We’ve removed the normalization of data that a business intelligence group would normally have to do because Bryant has done it. We’ve set these thresholds working with you guys to have a simple account score. It helps us to understand the technological crossing of the chasm. Who are the innovators and early adopters and how do we foster a relationship of education as it relates to our messaging and positioning in the market.
BP: Relevvo’s technology has been especially helpful with that last point there, about who the early adopters or innovators are. Whenever you’re trying to go in and replace another technology, especially with IT, it’s never an easy sell.

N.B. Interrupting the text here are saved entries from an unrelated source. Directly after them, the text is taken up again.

//! Wire-level request type.
//!
//! [`HttpRequest`] is what the serialize, build and finalize steps mutate. It keeps the URL
//! in parts (scheme, host, port, path, ordered query items) so that middlewares can edit one
//! piece without reparsing the others; [`HttpRequest::to_http`] joins them back together when
//! the request is handed to a transport.

use bytes::Bytes;
use http::{HeaderMap, HeaderName, HeaderValue, Method};
use http_body_util::combinators::BoxBody;
use percent_encoding::{AsciiSet, NON_ALPHANUMERIC, percent_decode_str, utf8_percent_encode};

use crate::body::ByteStream;
use crate::endpoint::ProtocolType;
use crate::error::{BoxError, ClientError};

/// Characters left unencoded in query names and values: the RFC 3986 unreserved set.
const QUERY_ENCODE_SET: &AsciiSet = &NON_ALPHANUMERIC
    .remove(b'-')
    .remove(b'_')
    .remove(b'.')
    .remove(b'~');

/// Path label encoding: everything but unreserved characters.
const LABEL_ENCODE_SET: &AsciiSet = QUERY_ENCODE_SET;

/// Greedy path label encoding: like [`LABEL_ENCODE_SET`] but `/` is kept.
const GREEDY_LABEL_ENCODE_SET: &AsciiSet = &LABEL_ENCODE_SET.remove(b'/');

/// A single query parameter. Values are stored decoded.
#[derive(Debug, Clone, PartialEq, Eq, Hash)]
pub struct QueryItem {
    /// Parameter name.
    pub name: String,
    /// Parameter value; `None` renders as a bare `name` with no `=`.
    pub value: Option<String>,
}

impl QueryItem {
    /// Create a `name=value` item.
    pub fn new(name: impl Into<String>, value: impl Into<String>) -> Self {
        Self {
            name: name.into(),
            value: Some(value.into()),
        }
    }

    /// Create a value-less item such as `?uploads`.
    pub fn flag(name: impl Into<String>) -> Self {
        Self {
            name: name.into(),
            value: None,
        }
    }

    pub(crate) fn encoded(&self) -> String {
        let name = utf8_percent_encode(&self.name, QUERY_ENCODE_SET);
        match &self.value {
            Some(value) => format!("{name}={}", utf8_percent_encode(value, QUERY_ENCODE_SET)),
            None => name.to_string(),
        }
    }
}

/// Parse a raw query string into decoded items, preserving order.
pub(crate) fn parse_query(query: &str) -> Vec<QueryItem> {
    query
        .split('&')
        .filter(|s| !s.is_empty())
        .map(|pair| match pair.split_once('=') {
            Some((name, value)) => QueryItem::new(decode_component(name), decode_component(value)),
            None => QueryItem::flag(decode_component(pair)),
        })
        .collect()
}

fn decode_component(s: &str) -> String {
    percent_decode_str(s).decode_utf8_lossy().into_owned()
}

fn encode_query(items: &[QueryItem]) -> String {
    items
        .iter()
        .map(QueryItem::encoded)
        .collect::<Vec<_>>()
        .join("&")
}

/// Percent-encode a value bound to a URI path label.
///
/// A greedy label (`{Key+}`) keeps `/` so that the value may span several path segments.
#[must_use]
pub fn encode_label(value: &str, greedy: bool) -> String {
    let set = if greedy {
        GREEDY_LABEL_ENCODE_SET
    } else {
        LABEL_ENCODE_SET
    };
    utf8_percent_encode(value, set).to_string()
}

/// A mutable request in the process of being built.
#[derive(Debug)]
pub struct HttpRequest {
    /// HTTP method.
    pub method: Method,
    /// URL scheme.
    pub protocol: ProtocolType,
    /// Target host; filled in by the build step.
    pub host: String,
    /// Explicit port, if any.
    pub port: Option<u16>,
    /// Already-encoded path, starting with `/`.
    pub path: String,
    /// Query items in the order they will be sent.
    pub query_items: Vec<QueryItem>,
    /// Request headers.
    pub headers: HeaderMap,
    /// Request body.
    pub body: ByteStream,
}

impl Default for HttpRequest {
    fn default() -> Self {
        Self::new(Method::GET)
    }
}

impl HttpRequest {
    /// Create an empty request with the given method and path `/`.
    #[must_use]
    pub fn new(method: Method) -> Self {
        Self {
            method,
            protocol: ProtocolType::Https,
            host: String::new(),
            port: None,
            path: "/".to_owned(),
            query_items: Vec::new(),
            headers: HeaderMap::new(),
            body: ByteStream::Empty,
        }
    }

    /// Set a header, replacing any existing values.
    ///
    /// # Errors
    ///
    /// Returns `ClientError::InvalidRequest` if the name or value is not valid in a header.
    pub fn set_header(&mut self, name: &str, value: &str) -> Result<(), ClientError> {
        let (name, value) = header_pair(name, value)?;
        self.headers.insert(name, value);
        Ok(())
    }

    /// Append a header value, keeping existing values for the same name.
    ///
    /// # Errors
    ///
    /// Returns `ClientError::InvalidRequest` if the name or value is not valid in a header.
    pub fn append_header(&mut self, name: &str, value: &str) -> Result<(), ClientError> {
        let (name, value) = header_pair(name, value)?;
        self.headers.append(name, value);
        Ok(())
    }

    /// The first value of a header as a string.
    #[must_use]
    pub fn header(&self, name: &str) -> Option<&str> {
        self.headers.get(name).and_then(|v| v.to_str().ok())
    }

    /// Render the full request URL.
    #[must_use]
    pub fn url(&self) -> String {
        let mut url = format!("{}://{}", self.protocol, self.host);
        if let Some(port) = self.port {
            url.push_str(&format!(":{port}"));
        }
        if !self.path.starts_with('/') {
            url.push('/');
        }
        url.push_str(&self.path);
        if !self.query_items.is_empty() {
            url.push('?');
            url.push_str(&encode_query(&self.query_items));
        }
        url
    }

    /// Convert into an `http::Request` for a transport.
    ///
    /// # Errors
    ///
    /// Returns `ClientError::InvalidRequest` if no host was set or the URL does not parse, and
    /// `ClientError::StreamConsumed` if the body stream was already taken.
    pub fn to_http(self) -> Result<http::Request<BoxBody<Bytes, BoxError>>, ClientError> {
        if self.host.is_empty() {
            return Err(ClientError::InvalidRequest(
                "request has no host; is an endpoint configured?".to_owned(),
            ));
        }
        let uri: http::Uri = self
            .url()
            .parse()
            .map_err(|e: http::uri::InvalidUri| ClientError::InvalidRequest(e.to_string()))?;

        let mut request = http::Request::new(self.body.into_body()?);
        *request.method_mut() = self.method;
        *request.uri_mut() = uri;
        *request.headers_mut() = self.headers;
        Ok(request)
    }
}

fn header_pair(name: &str, value: &str) -> Result<(HeaderName, HeaderValue), ClientError> {
    let name = HeaderName::from_bytes(name.as_bytes())
        .map_err(|e| ClientError::InvalidRequest(format!("header name `{name}`: {e}")))?;
    let value = HeaderValue::from_str(value)
        .map_err(|e| ClientError::InvalidRequest(format!("header `{name}` value: {e}")))?;
    Ok((name, value))
}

People typically try to avoid the whole rip-and-replace thing unless the pain is extremely high or there is someone there that wants to update to the latest version of that technology. Evidence of high pain is especially difficult to find until you start talking to someone on the phone but knowing if someone is open to change or looking to innovate is a little easier using the technology available. So that’s what you’ve really been able to help us find. We can now locate those early adopters and innovators by combining all of these signals of implied intent. Sorting that compiled account list based on behavioral attributes, tech stack, and other signals that you provide to help us accurately apply scores. We then pipe those accounts out to the SDRs and go from there.
AD: This has all been really fascinating and I think we should probably have another call on this. This will be our first multi-part blog post. Let’s schedule some time to dive into these points in more detail. This would be massively helpful for anyone in an ABX position or otherwise. Thank you for your time, this has been really fun!